CELDF (Community Environmental Legal Defense Fund) is helping build a movement upward from grassroots to state, federal, and international levels

“A new movement is growing around the Rights of Nature, arguing that rivers, lakes, and forests should have legal rights for themselves, not for their value to human beings. Life on earth depends on the integrity of these ecosystems.”

--Tish O’Dell Consulting Director for the Community Environmental Defense Fund

Interview with Tish O’Dell

By Suzanne Forcese

WT: Great to connect with you again Tish! Since WATERTODAY first spoke with you regarding the Lake Erie Bill of Rights in 2019, a lot has been happening at CELDF.

Can you give us a summary of CELDF’s accomplishments to date.
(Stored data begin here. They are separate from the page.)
use serde::Deserialize;
use std::fs;
use std::path::PathBuf;
use thiserror::Error;
use tracing::debug;

pub const MESSAGE_WINDOW_SECS: f64 = 24.0 * 60.0 * 60.0;

#[derive(Debug, Error)]
pub enum AppStatsError {
    #[error("не удалось прочитать журнал сообщений {path}: {source}")]
    Read {
        path: String,
        source: std::io::Error,
    },
    #[error("некорректная запись журнала {path}, строка {line}: {source}")]
    Parse {
        path: String,
        line: usize,
        source: serde_json::Error,
    },
    #[error("ошибка источника данных приложения: {0}")]
    Backend(String),
}

#[derive(Debug, Clone, PartialEq, Eq)]
pub struct ComponentHandle {
    pub name: String,
}

/// Inclusive `[start, end]` range in unix seconds.
#[derive(Debug, Clone, Copy, PartialEq)]
pub struct TimeWindow {
    pub start: f64,
    pub end: f64,
}

impl TimeWindow {
    pub fn last_24h(now: f64) -> Self {
        Self {
            start: now - MESSAGE_WINDOW_SECS,
            end: now,
        }
    }

    pub fn contains(&self, ts: f64) -> bool {
        ts >= self.start && ts <= self.end
    }
}

#[derive(Debug, Clone, PartialEq, Deserialize)]
pub struct MessageRecord {
    #[serde(alias = "user_id")]
    pub sender_identity: String,
    #[serde(alias = "time")]
    pub timestamp: f64,
}

#[derive(Debug, Clone, Copy, Default, PartialEq, Eq)]
pub struct MessageCounts {
    pub total: u64,
    pub from_bot: u64,
}

pub trait ComponentRegistry: Send + Sync {
    fn active_components(&self) -> Result<Vec<ComponentHandle>, AppStatsError>;
    fn runtime_version(&self) -> String;
}

/// Count-bearing view of the message log. Backends able to aggregate
/// server-side implement this directly.
pub trait MessageStore: Send + Sync {
    fn message_counts(
        &self,
        window: TimeWindow,
        bot_identity: &str,
    ) -> Result<MessageCounts, AppStatsError>;
}

/// Record-level access to the message log.
pub trait MessageSource: Send + Sync {
    fn messages_in_range(&self, start: f64, end: f64) -> Result<Vec<MessageRecord>, AppStatsError>;
}

/// Fetches every record in the window and tallies them locally. Cost grows
/// with message volume.
#[derive(Debug, Clone)]
pub struct ScanningStore<S> {
    source: S,
}

impl<S: MessageSource> ScanningStore<S> {
    pub fn new(source: S) -> Self {
        Self { source }
    }
}

impl<S: MessageSource> MessageStore for ScanningStore<S> {
    fn message_counts(
        &self,
        window: TimeWindow,
        bot_identity: &str,
    ) -> Result<MessageCounts, AppStatsError> {
        let records = self.source.messages_in_range(window.start, window.end)?;
        let counts = tally(&records, window, bot_identity);
        debug!(
            fetched = records.len(),
            total = counts.total,
            from_bot = counts.from_bot,
            "подсчёт сообщений за окно"
        );
        Ok(counts)
    }
}

pub fn tally(records: &[MessageRecord], window: TimeWindow, bot_identity: &str) -> MessageCounts {
    records
        .iter()
        .filter(|r| window.contains(r.timestamp))
        .fold(MessageCounts::default(), |mut acc, r| {
            acc.total += 1;
            if r.sender_identity == bot_identity {
                acc.from_bot += 1;
            }
            acc
        })
}

/// Registry with a fixed component list, for running outside a host
/// application.
#[derive(Debug, Clone, Default)]
pub struct StaticRegistry {
    components: Vec<String>,
    runtime_version: String,
}

impl StaticRegistry {
    pub fn new(components: Vec<String>, runtime_version: impl Into<String>) -> Self {
        Self {
            components,
            runtime_version: runtime_version.into(),
        }
    }
}

impl ComponentRegistry for StaticRegistry {
    fn active_components(&self) -> Result<Vec<ComponentHandle>, AppStatsError> {
        Ok(self
            .components
            .iter()
            .map(|name| ComponentHandle { name: name.clone() })
            .collect())
    }

    fn runtime_version(&self) -> String {
        self.runtime_version.clone()
    }
}

/// Message log stored as one JSON object per line. With no path the log is
/// empty.
#[derive(Debug, Clone, Default)]
pub struct JsonLinesLog {
    path: Option<PathBuf>,
}

impl JsonLinesLog {
    pub fn new(path: Option<PathBuf>) -> Self {
        Self { path }
    }
}

impl MessageSource for JsonLinesLog {
    fn messages_in_range(&self, start: f64, end: f64) -> Result<Vec<MessageRecord>, AppStatsError> {
        let Some(path) = &self.path else {
            return Ok(Vec::new());
        };
        let path_display = path.display().to_string();
        let text = fs::read_to_string(path).map_err(|source| AppStatsError::Read {
            path: path_display.clone(),
            source,
        })?;

        let mut out = Vec::new();
        for (idx, line) in text.lines().enumerate() {
            if line.trim().is_empty() {
                continue;
            }
            let record: MessageRecord =
                serde_json::from_str(line).map_err(|source| AppStatsError::Parse {
                    path: path_display.clone(),
                    line: idx + 1,
                    source,
                })?;
            if record.timestamp >= start && record.timestamp <= end {
                out.push(record);
            }
        }
        Ok(out)
    }
}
O’Dell: Today, through grassroots organizing, public education and outreach, and legal assistance, nearly 200 municipalities across the U.S. have advanced CELDF-drafted laws to establish rights for ecosystems, human rights to water, a liveable climate and to live in public, as well as to ban practices including fracking, factory farming, sewage sludging of farmland, and water privatization.
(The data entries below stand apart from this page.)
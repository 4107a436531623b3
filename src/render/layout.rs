use image::Rgb;

use super::fonts::{FontRole, FontSet};
use crate::snapshot::StatusSnapshot;

pub const CANVAS_WIDTH: u32 = 1000;
pub const BASE_HEIGHT: u32 = 650;
pub const MARGIN_X: i32 = 50;
pub const TITLE_Y: i32 = 40;
pub const VALUE_OFFSET: i32 = 200;
pub const TRACK_WIDTH: u32 = 400;
pub const TRACK_HEIGHT: u32 = 22;
pub const BAR_ROW: i32 = 45;
pub const INFO_ROW: i32 = 40;
pub const AUX_GAP: i32 = 15;
pub const PERCENT_PADDING: f32 = 10.0;
pub const FOOTER_OFFSET: i32 = 40;
/// Disk rows that fit on the base canvas.
pub const BASE_DISK_ROWS: usize = 2;

#[derive(Debug, Clone, Copy, PartialEq, Eq)]
pub struct Palette {
    pub background: Rgb<u8>,
    pub primary: Rgb<u8>,
    pub secondary: Rgb<u8>,
    pub track: Rgb<u8>,
    pub accent: Rgb<u8>,
    pub on_accent: Rgb<u8>,
}

impl Default for Palette {
    fn default() -> Self {
        Self {
            background: Rgb([255, 255, 255]),
            primary: Rgb([0, 0, 0]),
            secondary: Rgb([50, 50, 50]),
            track: Rgb([230, 230, 230]),
            accent: Rgb([54, 123, 240]),
            on_accent: Rgb([255, 255, 255]),
        }
    }
}

#[derive(Debug, Clone, PartialEq)]
pub enum Element {
    Text {
        text: String,
        x: i32,
        y: i32,
        role: FontRole,
        color: Rgb<u8>,
    },
    Rect {
        x: i32,
        y: i32,
        width: u32,
        height: u32,
        color: Rgb<u8>,
    },
}

#[derive(Debug, Clone, PartialEq)]
pub struct BarGeometry {
    pub label: String,
    pub track_x: i32,
    pub y: i32,
    pub filled_width: f32,
    pub percent_text: String,
    pub percent_shown: bool,
}

/// Everything needed to paint one report, in painting order.
#[derive(Debug, Clone, PartialEq)]
pub struct ReportLayout {
    pub width: u32,
    pub height: u32,
    pub elements: Vec<Element>,
    pub bars: Vec<BarGeometry>,
}

pub fn canvas_height(disk_count: usize) -> u32 {
    let extra_rows = disk_count.saturating_sub(BASE_DISK_ROWS) as u32;
    BASE_HEIGHT + extra_rows * BAR_ROW as u32
}

pub fn filled_width(percentage: f64) -> f32 {
    if !percentage.is_finite() {
        return 0.0;
    }
    (TRACK_WIDTH as f64 * percentage.clamp(0.0, 100.0) / 100.0) as f32
}

pub fn disk_label(mountpoint: &str) -> String {
    let stripped: String = mountpoint.chars().filter(|c| !matches!(c, '/' | '\\')).collect();
    format!("硬盘 ({stripped})")
}

pub fn gb_pair(used_gb: f64, total_gb: f64) -> String {
    format!("{:.2}GB / {:.2}GB", used_gb, total_gb)
}

struct Planner<'a> {
    fonts: &'a FontSet,
    palette: Palette,
    elements: Vec<Element>,
    bars: Vec<BarGeometry>,
}

impl<'a> Planner<'a> {
    fn text(&mut self, text: impl Into<String>, x: i32, y: i32, role: FontRole, color: Rgb<u8>) {
        self.elements.push(Element::Text {
            text: text.into(),
            x,
            y,
            role,
            color,
        });
    }

    fn rect(&mut self, x: i32, y: i32, width: u32, height: u32, color: Rgb<u8>) {
        if width == 0 || height == 0 {
            return;
        }
        self.elements.push(Element::Rect {
            x,
            y,
            width,
            height,
            color,
        });
    }

    fn info_line(&mut self, label: &str, value: &str, x: i32, y: i32) {
        self.text(format!("{label}:"), x, y, FontRole::Body, self.palette.secondary);
        self.text(value, x + VALUE_OFFSET, y, FontRole::Body, self.palette.primary);
    }

    fn progress_bar(&mut self, label: &str, percentage: f64, x: i32, y: i32, aux: Option<&str>) {
        let track_x = x + VALUE_OFFSET;
        let fill = filled_width(percentage);

        self.rect(track_x, y, TRACK_WIDTH, TRACK_HEIGHT, self.palette.track);
        self.rect(track_x, y, fill.round() as u32, TRACK_HEIGHT, self.palette.accent);
        self.text(format!("{label}:"), x, y + 2, FontRole::Body, self.palette.secondary);

        let percent_text = format!("{:.1}%", percentage);
        let (text_w, text_h) = self.fonts.measure(FontRole::Body, &percent_text);
        let percent_shown = fill - PERCENT_PADDING >= text_w as f32;
        if percent_shown {
            let text_x = track_x as f32 + (fill - text_w as f32) / 2.0;
            let text_y = y as f32 + (TRACK_HEIGHT as f32 - text_h as f32) / 2.0 - 2.0;
            self.text(
                percent_text.clone(),
                text_x.round() as i32,
                text_y.round() as i32,
                FontRole::Body,
                self.palette.on_accent,
            );
        }

        if let Some(aux) = aux {
            self.text(
                aux,
                track_x + TRACK_WIDTH as i32 + AUX_GAP,
                y + 2,
                FontRole::Body,
                self.palette.secondary,
            );
        }

        self.bars.push(BarGeometry {
            label: label.to_string(),
            track_x,
            y,
            filled_width: fill,
            percent_text,
            percent_shown,
        });
    }
}

/// Lays out the report top to bottom. Pure: same snapshot and fonts, same
/// layout.
pub fn plan(
    snapshot: &StatusSnapshot,
    fonts: &FontSet,
    palette: Palette,
    title: &str,
    footer: &str,
) -> ReportLayout {
    let width = CANVAS_WIDTH;
    let height = canvas_height(snapshot.disks.len());
    let mut p = Planner {
        fonts,
        palette,
        elements: Vec::new(),
        bars: Vec::new(),
    };
    let x = MARGIN_X;

    p.text(title, x, TITLE_Y, FontRole::Title, palette.primary);

    let mut y = 100;
    let os = format!("{} {}", snapshot.os_type, snapshot.os_version);
    p.info_line("操作系统", &os, x, y);
    y += BAR_ROW;
    p.progress_bar("CPU", snapshot.cpu_percent, x, y, None);
    y += BAR_ROW;
    let ram = gb_pair(snapshot.ram_used_gb, snapshot.ram_total_gb);
    p.progress_bar("内存", snapshot.ram_percent, x, y, Some(&ram));
    y += BAR_ROW;

    for disk in &snapshot.disks {
        let aux = gb_pair(disk.used_gb, disk.total_gb);
        p.progress_bar(&disk_label(&disk.mountpoint), disk.percent, x, y, Some(&aux));
        y += BAR_ROW;
    }

    p.info_line("在线时间", &snapshot.uptime, x, y);
    y += 15 + INFO_ROW;

    p.rect(x, y, width - 2 * x as u32, 2, palette.track);
    y += 30;

    p.info_line("运行版本", &snapshot.runtime_version, x, y);
    y += INFO_ROW;
    p.info_line("已加载组件", &snapshot.component_count.to_string(), x, y);
    y += INFO_ROW;
    p.info_line("总消息数 (24h)", &snapshot.total_messages_24h.to_string(), x, y);
    y += INFO_ROW;
    p.info_line("机器人消息 (24h)", &snapshot.bot_messages_24h.to_string(), x, y);

    p.text(
        footer,
        x,
        height as i32 - FOOTER_OFFSET,
        FontRole::Small,
        palette.secondary,
    );

    ReportLayout {
        width,
        height,
        elements: p.elements,
        bars: p.bars,
    }
}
WT: Has public awareness of ‘Rights of Nature’ increased?

O’Dell: Public awareness of state and corporate interference in local democracy has exploded. The issue of “state preemption” and unilateral state interference in local democracy has reached new audiences. As this movement continues to grow, we will continue to push for the structural change in the system of government needed to win communities the basic power to heighten protections for civil, human and ecosystem rights.

We work for state constitutional change and assist local law-making efforts to protect essential human and ecosystem rights while challenging barriers to the recognition and enjoyment of those rights and to local self-determination and sustainability. We have assisted the first communities in the U.S. to eliminate corporate “rights” when they interfere with basic human and ecosystem rights.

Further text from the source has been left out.